Founded in 1988, Monte Xanic is one of Mexico’s larger wineries and one of the first to produce high-quality wines in the valley. This is the place to go to see wine production on a larger scale (large for Valle de Guadalupe that is!), the winery produces some 50,000 cases of wine annually.
Finca La Carodilla
The first certified organic winery in the valley, Finca La Carodilla, is a small but charming winery (they produce 3,000 bottles of wine a year).
Where to Eat in Valle de Guadalupe
Just as Valle de Guadalupe is making a name for itself with the wine produced in this region, so too is it for its food. There are some outstanding restaurants in this area, all serving fresh, farm-to-table produce in beautiful settings. The following are just a few of the restaurants that you should visit – make sure to book well in advance! One thing to note, unlike almost everywhere else in Mexico dinner starts and finishes early in Valle. Most restaurants stop serving food after 8.30/9pm.

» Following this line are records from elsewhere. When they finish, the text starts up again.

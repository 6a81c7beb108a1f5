//! Parser for the human-readable summary printed by `perf stat`.
//!
//! A typical report looks like:
//!
//! ```text
//!  Performance counter stats for './loop.c.out':
//!
//!         1,234,567      cycles:u
//!           123,456      branches:u                #   95.123 M/sec
//!             1,234      branch-misses:u           #    1.00% of all branches
//!
//!        0.001234567 seconds time elapsed
//! ```
//!
//! Counts are printed with the locale's thousands separator, so `1.234.567`,
//! `1 234 567` and `1'234'567` all appear in the wild. Counters that perf
//! could not read are printed as `<not counted>` or `<not supported>` and
//! leave the metric absent.

use crate::metrics::{self, MetricRecord};

/// Events requested from `perf stat -e`.
pub const PERF_EVENTS: &str = "cycles,branches,branch-misses";

/// Characters perf may use to group digits, depending on `LC_NUMERIC`.
const DIGIT_SEPARATORS: [char; 6] = [',', '.', '\'', '_', '\u{a0}', '\u{202f}'];

/// Translate a perf event name into a canonical metric name.
fn canonical_name(event: &str) -> Option<&'static str> {
    match event {
        "cycles" | "cpu-cycles" => Some(metrics::SIM_TICKS),
        "branches" | "branch-instructions" => Some(metrics::BP_LOOKUPS),
        "branch-misses" => Some(metrics::BP_COND_INCORRECT),
        _ => None,
    }
}

/// Strip PMU prefixes and modifiers: `cpu_core/branches/u` and
/// `branches:u` both become `branches`.
fn normalize_event(raw: &str) -> &str {
    let name = match raw.split('/').collect::<Vec<_>>().as_slice() {
        [_pmu, event, ..] if !event.is_empty() => *event,
        _ => raw,
    };
    name.split(':').next().unwrap_or(name)
}

/// Parse a locale-formatted integer count. Returns `None` if no digits remain
/// after dropping separators.
pub fn parse_count(text: &str) -> Option<u64> {
    let digits: String = text
        .chars()
        .filter(|c| !DIGIT_SEPARATORS.contains(c) && !c.is_whitespace())
        .collect();
    if digits.is_empty() || !digits.chars().all(|c| c.is_ascii_digit()) {
        return None;
    }
    digits.parse().ok()
}

/// Split a counter line into its numeric prefix and the event token.
fn split_counter_line(line: &str) -> Option<(&str, &str)> {
    let line = line.trim();
    let number_end = line
        .char_indices()
        .find(|&(_, c)| !(c.is_ascii_digit() || DIGIT_SEPARATORS.contains(&c) || c.is_whitespace()))
        .map(|(i, _)| i)?;
    if number_end == 0 {
        return None;
    }
    let number = &line[..number_end];
    let event = line[number_end..].split_whitespace().next()?;
    Some((number, event))
}

/// `psignal` texts perf prints when the workload dies from a signal, with
/// their Linux signal numbers.
const SIGNAL_DESCRIPTIONS: [(&str, i32); 11] = [
    ("Hangup", 1),
    ("Interrupt", 2),
    ("Quit", 3),
    ("Illegal instruction", 4),
    ("Trace/breakpoint trap", 5),
    ("Aborted", 6),
    ("Bus error", 7),
    ("Floating point exception", 8),
    ("Killed", 9),
    ("Segmentation fault", 11),
    ("Terminated", 15),
];

/// Find the signal that killed `workload`, from perf's
/// `<workload>: <signal description>` line on stderr.
///
/// `perf stat` exits 0 when its workload is killed by a signal, so this line
/// is the only sign of the crash.
pub fn workload_signal(stderr: &str, workload: &str) -> Option<i32> {
    let prefix = format!("{workload}: ");
    stderr.lines().find_map(|line| {
        let description = line.trim_end().strip_prefix(&prefix)?;
        SIGNAL_DESCRIPTIONS
            .iter()
            .find(|(text, _)| *text == description)
            .map(|&(_, signal)| signal)
    })
}

/// Parse a `perf stat` report into a record of canonical metrics.
///
/// Lines that do not carry one of the requested counters are ignored. When
/// the same event is reported more than once (hybrid CPUs print one line per
/// core type) the counts are summed.
pub fn parse_report(report: &str) -> MetricRecord {
    let mut record = MetricRecord::new();
    for line in report.lines() {
        let Some((number, event)) = split_counter_line(line) else {
            continue;
        };
        let Some(name) = canonical_name(normalize_event(event)) else {
            continue;
        };
        if let Some(count) = parse_count(number) {
            record.accumulate(name, count);
        }
    }
    record
}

Owned by Jair Tellez, one of Mexico’s most important chefs, Laja was the first proper restaurant to open in Valle de Guadalupe nearly 20 years ago and largely paved the way for the gastronomy scene that the valley enjoys today. We enjoyed a lovely meal here; the restaurant is nothing fancy but the food is superb.
The setting for Deckman’s is just beautiful, with sunflowers hanging from the open windows overlooking the vineyards beyond; make sure to arrive in time to see the sunset over the fields. All the food is locally grown or sourced from the region but Drew Deckman and his wife Paulina insist that they are not just serving food at their restaurants (they also own Conchas de Piedra) but an experience, their way of life in el Valle.
Corazon de la Tierra
Run by the owners of Vena Cava wines, Corazon de la Tierra is supposed to be excellent. We didn’t get the chance to eat here when we were in Valle but it has a wonderful reputation and, if its anything as good as its winery, then I’m sure it will be excellent!
Is Valle Family-Friendly?
Like most of Mexico, families and children are warmly welcomed in Valle de Guadalupe. Whether or not you want to bring your kids on a winery tour is another matter. We didn’t bring our kids for this trip and, to be honest, it would not have been much fun for them. As much as I like to take my kids everywhere, this is one destination where I would recommend leaving them at home.
Getting to Valle de Guadalupe
El Valle de Guadalupe is just a couple of hours south of San Diego, across the border in Mexico. The closest airport is Tijuana. We hired a car and driver through our hotel for the duration of our stay, which was definitely the easiest way to get around.